Data for this exercise -
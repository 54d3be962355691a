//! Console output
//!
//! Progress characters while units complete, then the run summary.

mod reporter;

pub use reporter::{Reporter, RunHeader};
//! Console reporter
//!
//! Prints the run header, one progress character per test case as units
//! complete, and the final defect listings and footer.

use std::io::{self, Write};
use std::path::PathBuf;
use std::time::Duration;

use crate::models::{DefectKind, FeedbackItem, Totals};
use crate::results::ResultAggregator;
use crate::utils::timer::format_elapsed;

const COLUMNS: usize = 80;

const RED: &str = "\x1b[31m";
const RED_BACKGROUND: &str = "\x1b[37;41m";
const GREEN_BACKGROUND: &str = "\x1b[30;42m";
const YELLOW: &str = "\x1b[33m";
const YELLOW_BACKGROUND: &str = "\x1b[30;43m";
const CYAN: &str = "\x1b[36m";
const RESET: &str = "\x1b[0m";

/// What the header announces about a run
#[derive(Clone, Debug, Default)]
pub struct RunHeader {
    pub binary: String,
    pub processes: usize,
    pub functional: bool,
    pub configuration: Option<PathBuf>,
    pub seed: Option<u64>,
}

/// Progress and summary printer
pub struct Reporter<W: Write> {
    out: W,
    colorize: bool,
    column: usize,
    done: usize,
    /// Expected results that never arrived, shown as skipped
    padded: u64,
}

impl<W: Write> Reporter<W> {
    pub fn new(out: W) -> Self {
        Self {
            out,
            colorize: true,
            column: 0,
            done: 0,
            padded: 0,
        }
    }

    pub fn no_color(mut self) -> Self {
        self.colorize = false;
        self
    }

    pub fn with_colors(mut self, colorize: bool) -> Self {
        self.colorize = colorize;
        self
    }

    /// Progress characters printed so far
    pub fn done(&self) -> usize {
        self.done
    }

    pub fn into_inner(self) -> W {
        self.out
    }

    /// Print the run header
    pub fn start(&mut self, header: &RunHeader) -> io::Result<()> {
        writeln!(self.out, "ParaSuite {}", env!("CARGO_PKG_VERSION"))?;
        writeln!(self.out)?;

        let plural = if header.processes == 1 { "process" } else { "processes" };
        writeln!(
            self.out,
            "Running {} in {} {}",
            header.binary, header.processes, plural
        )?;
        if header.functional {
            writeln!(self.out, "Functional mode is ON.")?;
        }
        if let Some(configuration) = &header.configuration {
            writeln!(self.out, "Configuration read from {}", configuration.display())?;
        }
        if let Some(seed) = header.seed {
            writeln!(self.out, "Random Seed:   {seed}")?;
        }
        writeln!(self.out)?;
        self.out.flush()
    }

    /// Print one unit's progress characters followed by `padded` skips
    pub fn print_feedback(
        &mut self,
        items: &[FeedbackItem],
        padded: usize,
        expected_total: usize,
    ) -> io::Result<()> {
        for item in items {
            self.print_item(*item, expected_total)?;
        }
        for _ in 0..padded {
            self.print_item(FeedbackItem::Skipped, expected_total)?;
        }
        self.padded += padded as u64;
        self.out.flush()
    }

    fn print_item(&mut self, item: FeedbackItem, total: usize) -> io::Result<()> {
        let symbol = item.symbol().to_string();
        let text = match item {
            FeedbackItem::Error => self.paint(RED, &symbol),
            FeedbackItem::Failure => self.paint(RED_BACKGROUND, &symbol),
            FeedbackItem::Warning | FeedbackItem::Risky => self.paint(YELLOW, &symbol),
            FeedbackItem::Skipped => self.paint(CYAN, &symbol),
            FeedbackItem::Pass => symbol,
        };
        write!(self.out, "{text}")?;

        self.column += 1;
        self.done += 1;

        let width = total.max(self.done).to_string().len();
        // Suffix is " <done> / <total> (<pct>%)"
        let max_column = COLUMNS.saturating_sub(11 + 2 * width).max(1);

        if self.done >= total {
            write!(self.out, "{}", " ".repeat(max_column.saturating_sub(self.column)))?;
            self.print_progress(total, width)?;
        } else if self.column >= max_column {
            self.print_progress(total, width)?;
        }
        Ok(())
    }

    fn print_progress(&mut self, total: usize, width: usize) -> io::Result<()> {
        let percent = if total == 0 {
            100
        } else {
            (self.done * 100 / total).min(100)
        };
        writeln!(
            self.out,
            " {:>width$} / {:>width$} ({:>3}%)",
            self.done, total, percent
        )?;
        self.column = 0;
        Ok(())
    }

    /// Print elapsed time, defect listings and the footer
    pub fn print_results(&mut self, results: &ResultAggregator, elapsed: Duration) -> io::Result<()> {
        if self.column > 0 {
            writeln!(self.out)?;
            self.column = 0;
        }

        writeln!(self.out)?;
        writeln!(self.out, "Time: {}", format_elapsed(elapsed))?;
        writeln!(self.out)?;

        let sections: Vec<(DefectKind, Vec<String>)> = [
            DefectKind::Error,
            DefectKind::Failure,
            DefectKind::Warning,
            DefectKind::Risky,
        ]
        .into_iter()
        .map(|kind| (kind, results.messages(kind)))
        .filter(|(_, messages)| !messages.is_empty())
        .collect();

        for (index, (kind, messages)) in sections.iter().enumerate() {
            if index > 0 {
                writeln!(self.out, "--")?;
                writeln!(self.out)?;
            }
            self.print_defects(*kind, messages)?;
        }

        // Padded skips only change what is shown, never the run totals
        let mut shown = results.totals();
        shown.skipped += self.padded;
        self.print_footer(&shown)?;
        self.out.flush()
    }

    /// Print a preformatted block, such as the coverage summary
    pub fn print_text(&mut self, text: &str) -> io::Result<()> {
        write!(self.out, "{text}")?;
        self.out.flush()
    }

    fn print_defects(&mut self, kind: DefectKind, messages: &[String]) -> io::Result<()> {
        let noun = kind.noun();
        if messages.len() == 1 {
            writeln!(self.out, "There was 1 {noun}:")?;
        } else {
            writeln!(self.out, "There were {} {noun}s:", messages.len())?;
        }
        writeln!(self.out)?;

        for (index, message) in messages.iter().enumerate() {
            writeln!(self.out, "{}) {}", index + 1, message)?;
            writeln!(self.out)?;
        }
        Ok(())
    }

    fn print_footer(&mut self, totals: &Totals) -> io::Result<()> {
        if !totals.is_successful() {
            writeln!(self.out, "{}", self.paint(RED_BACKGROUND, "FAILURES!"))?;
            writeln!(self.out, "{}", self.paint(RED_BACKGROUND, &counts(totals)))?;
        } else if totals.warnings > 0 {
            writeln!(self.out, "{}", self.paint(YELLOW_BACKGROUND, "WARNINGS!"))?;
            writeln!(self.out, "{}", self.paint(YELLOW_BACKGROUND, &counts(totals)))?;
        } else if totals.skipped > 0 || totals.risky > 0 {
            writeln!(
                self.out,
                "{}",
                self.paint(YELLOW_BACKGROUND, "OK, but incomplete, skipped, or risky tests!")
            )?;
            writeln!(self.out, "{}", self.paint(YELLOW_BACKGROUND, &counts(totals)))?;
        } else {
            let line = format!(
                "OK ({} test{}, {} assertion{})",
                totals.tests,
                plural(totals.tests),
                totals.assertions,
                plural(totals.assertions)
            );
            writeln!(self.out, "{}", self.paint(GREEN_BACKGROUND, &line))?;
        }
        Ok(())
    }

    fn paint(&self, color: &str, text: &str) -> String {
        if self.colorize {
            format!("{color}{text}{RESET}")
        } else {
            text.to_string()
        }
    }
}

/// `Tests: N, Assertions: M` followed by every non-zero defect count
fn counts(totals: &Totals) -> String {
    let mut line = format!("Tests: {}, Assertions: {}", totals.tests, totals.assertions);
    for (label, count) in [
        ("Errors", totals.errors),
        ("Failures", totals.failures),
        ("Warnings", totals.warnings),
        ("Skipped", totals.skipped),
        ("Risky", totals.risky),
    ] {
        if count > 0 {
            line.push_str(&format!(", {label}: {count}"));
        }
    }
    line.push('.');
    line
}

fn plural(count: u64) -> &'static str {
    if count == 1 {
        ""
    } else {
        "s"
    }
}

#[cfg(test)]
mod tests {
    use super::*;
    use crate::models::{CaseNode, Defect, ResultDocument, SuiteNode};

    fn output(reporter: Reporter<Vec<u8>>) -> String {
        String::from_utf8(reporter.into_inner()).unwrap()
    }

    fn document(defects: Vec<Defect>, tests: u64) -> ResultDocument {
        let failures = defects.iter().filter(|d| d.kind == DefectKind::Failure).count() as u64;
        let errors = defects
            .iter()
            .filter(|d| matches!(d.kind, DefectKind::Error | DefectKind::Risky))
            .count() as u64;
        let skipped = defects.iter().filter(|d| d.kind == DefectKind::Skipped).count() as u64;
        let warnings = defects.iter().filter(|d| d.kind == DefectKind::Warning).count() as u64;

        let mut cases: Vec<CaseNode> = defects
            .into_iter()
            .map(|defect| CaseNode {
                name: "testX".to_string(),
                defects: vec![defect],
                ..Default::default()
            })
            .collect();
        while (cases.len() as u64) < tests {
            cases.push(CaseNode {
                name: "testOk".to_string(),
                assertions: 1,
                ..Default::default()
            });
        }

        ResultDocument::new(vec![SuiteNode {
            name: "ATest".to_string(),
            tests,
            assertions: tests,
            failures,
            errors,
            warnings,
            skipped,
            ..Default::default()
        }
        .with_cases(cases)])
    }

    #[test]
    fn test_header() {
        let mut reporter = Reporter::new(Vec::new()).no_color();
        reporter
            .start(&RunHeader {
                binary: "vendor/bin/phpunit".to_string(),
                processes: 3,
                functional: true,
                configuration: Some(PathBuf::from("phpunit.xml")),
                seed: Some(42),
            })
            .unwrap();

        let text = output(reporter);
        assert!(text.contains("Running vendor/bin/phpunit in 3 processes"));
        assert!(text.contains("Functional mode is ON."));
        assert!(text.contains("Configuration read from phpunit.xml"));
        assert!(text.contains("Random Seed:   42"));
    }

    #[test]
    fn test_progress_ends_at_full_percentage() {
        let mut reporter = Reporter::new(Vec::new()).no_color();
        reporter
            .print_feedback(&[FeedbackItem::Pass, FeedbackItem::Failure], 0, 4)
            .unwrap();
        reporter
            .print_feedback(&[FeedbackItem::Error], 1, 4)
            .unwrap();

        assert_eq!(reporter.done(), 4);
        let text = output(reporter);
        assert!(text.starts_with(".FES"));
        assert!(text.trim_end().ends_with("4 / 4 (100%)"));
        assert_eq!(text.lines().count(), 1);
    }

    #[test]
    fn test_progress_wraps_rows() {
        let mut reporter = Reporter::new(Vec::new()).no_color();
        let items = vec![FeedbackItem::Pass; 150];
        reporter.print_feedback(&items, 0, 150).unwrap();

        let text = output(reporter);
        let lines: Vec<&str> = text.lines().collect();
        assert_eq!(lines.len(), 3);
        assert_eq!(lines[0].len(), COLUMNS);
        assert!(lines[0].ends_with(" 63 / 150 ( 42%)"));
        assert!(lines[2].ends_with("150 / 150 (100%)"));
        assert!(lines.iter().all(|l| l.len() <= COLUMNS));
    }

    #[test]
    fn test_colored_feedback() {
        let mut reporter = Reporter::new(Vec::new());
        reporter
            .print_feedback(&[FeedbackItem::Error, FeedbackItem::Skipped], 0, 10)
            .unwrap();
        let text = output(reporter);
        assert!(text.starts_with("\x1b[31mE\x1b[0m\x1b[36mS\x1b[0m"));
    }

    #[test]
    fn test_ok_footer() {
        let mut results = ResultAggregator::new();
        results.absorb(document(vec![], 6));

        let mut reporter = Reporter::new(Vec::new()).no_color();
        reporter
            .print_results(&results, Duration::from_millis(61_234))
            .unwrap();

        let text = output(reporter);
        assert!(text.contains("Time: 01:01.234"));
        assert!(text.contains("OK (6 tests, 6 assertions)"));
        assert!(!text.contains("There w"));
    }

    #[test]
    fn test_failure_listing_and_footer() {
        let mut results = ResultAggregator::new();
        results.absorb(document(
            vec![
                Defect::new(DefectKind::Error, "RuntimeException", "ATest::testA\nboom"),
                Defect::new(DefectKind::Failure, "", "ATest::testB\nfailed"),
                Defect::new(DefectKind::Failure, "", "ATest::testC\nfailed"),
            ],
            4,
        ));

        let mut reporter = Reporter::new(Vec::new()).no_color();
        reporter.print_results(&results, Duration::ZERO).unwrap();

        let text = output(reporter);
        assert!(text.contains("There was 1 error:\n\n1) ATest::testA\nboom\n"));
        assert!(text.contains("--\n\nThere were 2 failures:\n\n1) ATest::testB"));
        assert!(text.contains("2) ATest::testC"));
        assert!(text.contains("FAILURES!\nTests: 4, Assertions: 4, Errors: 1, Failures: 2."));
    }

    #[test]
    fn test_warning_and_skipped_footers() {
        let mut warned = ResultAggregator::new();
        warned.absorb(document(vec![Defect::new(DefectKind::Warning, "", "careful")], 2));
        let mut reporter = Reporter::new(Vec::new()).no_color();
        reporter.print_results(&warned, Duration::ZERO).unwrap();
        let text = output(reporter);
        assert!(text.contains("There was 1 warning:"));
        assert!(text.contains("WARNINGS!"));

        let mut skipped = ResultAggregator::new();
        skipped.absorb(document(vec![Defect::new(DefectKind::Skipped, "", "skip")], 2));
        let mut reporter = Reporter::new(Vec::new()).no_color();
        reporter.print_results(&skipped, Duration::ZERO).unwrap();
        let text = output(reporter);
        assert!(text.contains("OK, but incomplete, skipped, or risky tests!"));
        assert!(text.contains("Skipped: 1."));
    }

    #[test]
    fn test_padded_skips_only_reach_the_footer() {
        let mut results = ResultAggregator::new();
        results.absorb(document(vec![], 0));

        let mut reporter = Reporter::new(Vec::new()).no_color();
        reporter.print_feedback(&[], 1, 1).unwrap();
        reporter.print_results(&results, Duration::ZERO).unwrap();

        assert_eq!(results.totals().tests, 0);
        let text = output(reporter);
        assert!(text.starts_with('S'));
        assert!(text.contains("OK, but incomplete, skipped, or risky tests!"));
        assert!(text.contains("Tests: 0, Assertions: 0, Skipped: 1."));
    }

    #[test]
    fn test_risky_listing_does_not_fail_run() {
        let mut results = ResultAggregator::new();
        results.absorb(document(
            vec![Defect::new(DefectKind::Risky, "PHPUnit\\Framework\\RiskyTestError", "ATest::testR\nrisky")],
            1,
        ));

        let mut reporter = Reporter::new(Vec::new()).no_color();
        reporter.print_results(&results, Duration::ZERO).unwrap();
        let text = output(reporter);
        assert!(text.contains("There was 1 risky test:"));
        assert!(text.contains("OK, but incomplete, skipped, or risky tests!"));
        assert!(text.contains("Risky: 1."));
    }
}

Required work - Please return every line from the material above where the string "ATest" occurs.

Answer -
            name: "ATest".to_string(),
                Defect::new(DefectKind::Error, "RuntimeException", "ATest::testA\nboom"),
                Defect::new(DefectKind::Failure, "", "ATest::testB\nfailed"),
                Defect::new(DefectKind::Failure, "", "ATest::testC\nfailed"),
        assert!(text.contains("There was 1 error:\n\n1) ATest::testA\nboom\n"));
        assert!(text.contains("--\n\nThere were 2 failures:\n\n1) ATest::testB"));
        assert!(text.contains("2) ATest::testC"));
            vec![Defect::new(DefectKind::Risky, "PHPUnit\\Framework\\RiskyTestError", "ATest::testR\nrisky")],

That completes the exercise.